SUPPLIED ENTRIES |
impl State {
    pub fn new(positions: impl IntoIterator<Item = SpaceId>, energy_used: u32) -> State {
        let positions: Placement = positions.into_iter().map(|id| id as u8).collect();
        debug_assert!(positions.len() <= MAX_TOKENS);
        State {
            positions,
            energy_used,
        }
    }

    pub fn token_count(&self) -> usize {
        self.positions.len()
    }

    pub fn position_of(&self, token: TokenId) -> SpaceId {
        self.positions[token] as SpaceId
    }

    /// The token currently resting on a space, if any.
    pub fn occupant(&self, space: SpaceId) -> Option<TokenId> {
        self.positions.iter().position(|&p| p as SpaceId == space)
    }

    pub fn is_free(&self, space: SpaceId) -> bool {
        self.occupant(space).is_none()
    }

    /// The placement key used by the dedup index (positions only, no energy).
    pub fn placement(&self) -> Placement {
        self.positions.clone()
    }

    /// Successor state with one token relocated and the move's energy added.
    pub fn moved(&self, token: TokenId, dest: SpaceId, energy_cost: u32) -> State {
        let mut positions = self.positions.clone();
        positions[token] = dest as u8;
        debug_assert!(
            !self.positions.iter().any(|&p| p as SpaceId == dest),
            "destination space already occupied"
        );
        State {
            positions,
            energy_used: self.energy_used + energy_cost,
        }
    }

    /// Goal test: every token rests in a room slot of its own category.
    pub fn is_goal(&self, burrow: &Burrow) -> bool {
        (0..self.token_count()).all(|token| {
            burrow.space(self.position_of(token)).room == Some(burrow.token_category(token))
        })
    }
}
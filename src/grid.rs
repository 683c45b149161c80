//! Weighted-grid shortest paths via Dijkstra's algorithm.
//!
//! Cells carry an entry weight; the cost of a path is the sum of the weights
//! of every cell stepped onto (the start cell is never paid for). The search
//! stops as soon as the goal is settled, since only one target is needed; a
//! full-convergence variant keeps going until the frontier is exhausted.

use std::cmp::Reverse;
use std::collections::BinaryHeap;
use std::fmt;

/// Failure while parsing a digit-grid.
#[derive(Debug, Clone, PartialEq, Eq)]
pub enum ParseError {
    Empty,
    /// A row whose length differs from the first row.
    RaggedRow {
        row: usize,
        expected: usize,
        found: usize,
    },
    /// A character outside `0-9`.
    InvalidDigit { row: usize, column: usize, found: char },
}

impl fmt::Display for ParseError {
    fn fmt(&self, f: &mut fmt::Formatter<'_>) -> fmt::Result {
        match self {
            Self::Empty => write!(f, "grid input is empty"),
            Self::RaggedRow {
                row,
                expected,
                found,
            } => write!(
                f,
                "row {row} has {found} cells, expected {expected} like the first row"
            ),
            Self::InvalidDigit { row, column, found } => {
                write!(f, "invalid weight digit '{found}' at row {row}, column {column}")
            }
        }
    }
}

impl std::error::Error for ParseError {}

/// The cheapest path between two cells.
#[derive(Debug, Clone, PartialEq, Eq)]
pub struct PathResult {
    /// Sum of entry weights along the path, excluding the start cell.
    pub total_cost: u32,
    /// Cells from start to goal inclusive.
    pub path: Vec<(usize, usize)>,
}

/// An immutable grid of per-cell entry weights.
#[derive(Debug, Clone)]
pub struct WeightGrid {
    weights: Vec<u32>,
    columns: usize,
    rows: usize,
}

impl WeightGrid {
    /// Parse newline-delimited digit rows, e.g. `"116\n138"`.
    pub fn parse(lines: &[&str]) -> Result<WeightGrid, ParseError> {
        if lines.is_empty() || lines[0].is_empty() {
            return Err(ParseError::Empty);
        }
        let columns = lines[0].chars().count();
        let mut weights = Vec::with_capacity(columns * lines.len());
        for (row, line) in lines.iter().enumerate() {
            let found = line.chars().count();
            if found != columns {
                return Err(ParseError::RaggedRow {
                    row,
                    expected: columns,
                    found,
                });
            }
            for (column, c) in line.chars().enumerate() {
                let digit = c
                    .to_digit(10)
                    .ok_or(ParseError::InvalidDigit { row, column, found: c })?;
                weights.push(digit);
            }
        }
        Ok(WeightGrid {
            weights,
            columns,
            rows: lines.len(),
        })
    }

    pub fn columns(&self) -> usize {
        self.columns
    }

    pub fn rows(&self) -> usize {
        self.rows
    }

    pub fn weight(&self, x: usize, y: usize) -> u32 {
        self.weights[self.index(x, y)]
    }

    fn index(&self, x: usize, y: usize) -> usize {
        y * self.columns + x
    }

    fn coords(&self, index: usize) -> (usize, usize) {
        (index % self.columns, index / self.columns)
    }

    /// Replicate the grid `x_mult` by `y_mult` times, adding one per tile
    /// step and wrapping weights above 9 back around to 1.
    pub fn tiled(&self, x_mult: usize, y_mult: usize) -> WeightGrid {
        let columns = self.columns * x_mult;
        let rows = self.rows * y_mult;
        let mut weights = Vec::with_capacity(columns * rows);
        for tile_y in 0..y_mult {
            for base_y in 0..self.rows {
                for tile_x in 0..x_mult {
                    for base_x in 0..self.columns {
                        let mut value = self.weight(base_x, base_y) + tile_x as u32 + tile_y as u32;
                        while value > 9 {
                            value -= 9;
                        }
                        weights.push(value);
                    }
                }
            }
        }
        WeightGrid {
            weights,
            columns,
            rows,
        }
    }

    fn orthogonal_neighbours(&self, index: usize) -> impl Iterator<Item = usize> + '_ {
        let (x, y) = self.coords(index);
        let up = (y > 0).then(|| self.index(x, y - 1));
        let down = (y + 1 < self.rows).then(|| self.index(x, y + 1));
        let left = (x > 0).then(|| self.index(x - 1, y));
        let right = (x + 1 < self.columns).then(|| self.index(x + 1, y));
        [up, down, left, right].into_iter().flatten()
    }

    /// Cheapest path from `start` to `goal`, or `None` when either cell is
    /// out of bounds (grids are fully connected, so in-bounds goals are
    /// always reachable).
    ///
    /// Ties in tentative distance break toward the lower cell index, so the
    /// result is deterministic.
    pub fn shortest_path(
        &self,
        start: (usize, usize),
        goal: (usize, usize),
    ) -> Option<PathResult> {
        if start.0 >= self.columns || start.1 >= self.rows {
            return None;
        }
        if goal.0 >= self.columns || goal.1 >= self.rows {
            return None;
        }
        let start_index = self.index(start.0, start.1);
        let goal_index = self.index(goal.0, goal.1);

        let (distances, previous) = self.run_dijkstra(start_index, Some(goal_index));
        if distances[goal_index] == u32::MAX {
            return None;
        }

        // Walk the back-pointers from the goal to the start.
        let mut path = vec![self.coords(goal_index)];
        let mut current = goal_index;
        while current != start_index {
            current = previous[current];
            path.push(self.coords(current));
        }
        path.reverse();

        Some(PathResult {
            total_cost: distances[goal_index],
            path,
        })
    }

    /// Best-known distance from `start` to every cell, running until the
    /// frontier is exhausted rather than stopping at a goal.
    pub fn distances_from(&self, start: (usize, usize)) -> Vec<Option<u32>> {
        let start_index = self.index(start.0, start.1);
        let (distances, _) = self.run_dijkstra(start_index, None);
        distances
            .into_iter()
            .map(|d| (d != u32::MAX).then_some(d))
            .collect()
    }

    fn run_dijkstra(&self, start: usize, goal: Option<usize>) -> (Vec<u32>, Vec<usize>) {
        let cells = self.weights.len();
        let mut distances = vec![u32::MAX; cells];
        let mut previous = vec![usize::MAX; cells];
        let mut visited = vec![false; cells];
        let mut frontier = BinaryHeap::new();

        distances[start] = 0;
        frontier.push(Reverse((0u32, start)));

        while let Some(Reverse((distance, current))) = frontier.pop() {
            if visited[current] {
                continue;
            }
            visited[current] = true;
            if goal == Some(current) {
                break;
            }
            for neighbour in self.orthogonal_neighbours(current) {
                if visited[neighbour] {
                    continue;
                }
                let tentative = distance + self.weights[neighbour];
                if tentative < distances[neighbour] {
                    distances[neighbour] = tentative;
                    previous[neighbour] = current;
                    frontier.push(Reverse((tentative, neighbour)));
                }
            }
        }

        (distances, previous)
    }
}
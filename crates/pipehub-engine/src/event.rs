//! Event surface shared by both engines.
//!
//! Applications either implement [`ServerHandler`] / [`ClientHandler`]
//! directly, or take the sum-typed [`ServerEvent`] / [`ClientEvent`] values
//! off a queue created with [`channel`].
//!
//! Handlers are called synchronously on a runtime worker thread. They must
//! return quickly and must not assume any particular thread; marshaling onto
//! another execution context is the application's job.

use std::fmt;
use std::pin::Pin;
use std::task::{Context, Poll};

use bytes::Bytes;
use tokio::sync::mpsc;

/// Process-unique identity of a server-side connection.
#[derive(Debug, Clone, Copy, PartialEq, Eq, PartialOrd, Ord, Hash)]
pub struct ConnectionId(u64);

impl ConnectionId {
    pub(crate) fn new(raw: u64) -> Self {
        Self(raw)
    }

    /// The raw id value.
    pub fn get(self) -> u64 {
        self.0
    }
}

impl fmt::Display for ConnectionId {
    fn fmt(&self, f: &mut fmt::Formatter<'_>) -> fmt::Result {
        write!(f, "{}", self.0)
    }
}

/// Receives server lifecycle notifications.
///
/// For a given connection, `on_connected` happens before any `on_message`,
/// `on_message` calls never overlap, and `on_disconnected` follows the last
/// `on_message` exactly once. Calls for different connections may run
/// concurrently and in any order.
pub trait ServerHandler: Send + Sync + 'static {
    /// Per-connection application state.
    type State: Send + 'static;

    /// A peer connected. The returned state travels with the connection.
    fn on_connected(&self, id: ConnectionId) -> Self::State;

    /// A chunk arrived. `payload` is only valid for the duration of the call.
    fn on_message(&self, id: ConnectionId, payload: &[u8], state: &mut Self::State);

    /// The connection closed. Its state is handed back for the last time.
    fn on_disconnected(&self, id: ConnectionId, state: Self::State);
}

/// Receives client lifecycle notifications, with the same ordering rules as
/// [`ServerHandler`] for the single connection.
pub trait ClientHandler: Send + Sync + 'static {
    /// The client connected.
    fn on_connected(&self);

    /// A chunk arrived. `payload` is only valid for the duration of the call.
    fn on_message(&self, payload: &[u8]);

    /// The connection closed.
    fn on_disconnected(&self);
}

/// Server notification as a value.
#[derive(Debug, Clone, PartialEq, Eq)]
pub enum ServerEvent {
    Connected(ConnectionId),
    Message(ConnectionId, Bytes),
    Disconnected(ConnectionId),
}

impl ServerEvent {
    /// The connection this event belongs to.
    pub fn id(&self) -> ConnectionId {
        match self {
            ServerEvent::Connected(id)
            | ServerEvent::Message(id, _)
            | ServerEvent::Disconnected(id) => *id,
        }
    }
}

/// Client notification as a value.
#[derive(Debug, Clone, PartialEq, Eq)]
pub enum ClientEvent {
    Connected,
    Message(Bytes),
    Disconnected,
}

/// Create an event queue.
///
/// The [`EventSender`] half is a handler to pass to an engine; the
/// [`EventStream`] half yields the events. Message payloads are copied out of
/// the engine's receive buffer.
pub fn channel<E>() -> (EventSender<E>, EventStream<E>) {
    let (tx, rx) = mpsc::unbounded_channel();
    (EventSender { tx }, EventStream { rx })
}

/// Handler that forwards every notification onto a queue.
pub struct EventSender<E> {
    tx: mpsc::UnboundedSender<E>,
}

impl<E> EventSender<E> {
    fn emit(&self, event: E) {
        // A dropped stream means nobody is listening any more.
        let _ = self.tx.send(event);
    }
}

impl<E> Clone for EventSender<E> {
    fn clone(&self) -> Self {
        Self {
            tx: self.tx.clone(),
        }
    }
}

impl ServerHandler for EventSender<ServerEvent> {
    type State = ();

    fn on_connected(&self, id: ConnectionId) {
        self.emit(ServerEvent::Connected(id));
    }

    fn on_message(&self, id: ConnectionId, payload: &[u8], _state: &mut ()) {
        self.emit(ServerEvent::Message(id, Bytes::copy_from_slice(payload)));
    }

    fn on_disconnected(&self, id: ConnectionId, _state: ()) {
        self.emit(ServerEvent::Disconnected(id));
    }
}

impl ClientHandler for EventSender<ClientEvent> {
    fn on_connected(&self) {
        self.emit(ClientEvent::Connected);
    }

    fn on_message(&self, payload: &[u8]) {
        self.emit(ClientEvent::Message(Bytes::copy_from_slice(payload)));
    }

    fn on_disconnected(&self) {
        self.emit(ClientEvent::Disconnected);
    }
}

/// Receiving half of an event queue.
pub struct EventStream<E> {
    rx: mpsc::UnboundedReceiver<E>,
}

impl<E> EventStream<E> {
    /// Wait for the next event. `None` once every sender is gone.
    pub async fn recv(&mut self) -> Option<E> {
        self.rx.recv().await
    }

    /// Take an event if one is already queued.
    pub fn try_recv(&mut self) -> Option<E> {
        self.rx.try_recv().ok()
    }
}

impl<E> futures_core::Stream for EventStream<E> {
    type Item = E;

    fn poll_next(mut self: Pin<&mut Self>, cx: &mut Context<'_>) -> Poll<Option<E>> {
        self.rx.poll_recv(cx)
    }
}

impl<E> fmt::Debug for EventStream<E> {
    fn fmt(&self, f: &mut fmt::Formatter<'_>) -> fmt::Result {
        f.debug_struct("EventStream").finish_non_exhaustive()
    }
}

PROBLEM DESCRIPTION | Copy out the lines above with "ClientEvent" in them.

EXPECTED ANSWER |
//! directly, or take the sum-typed [`ServerEvent`] / [`ClientEvent`] values
pub enum ClientEvent {
impl ClientHandler for EventSender<ClientEvent> {
        self.emit(ClientEvent::Connected);
        self.emit(ClientEvent::Message(Bytes::copy_from_slice(payload)));
        self.emit(ClientEvent::Disconnected);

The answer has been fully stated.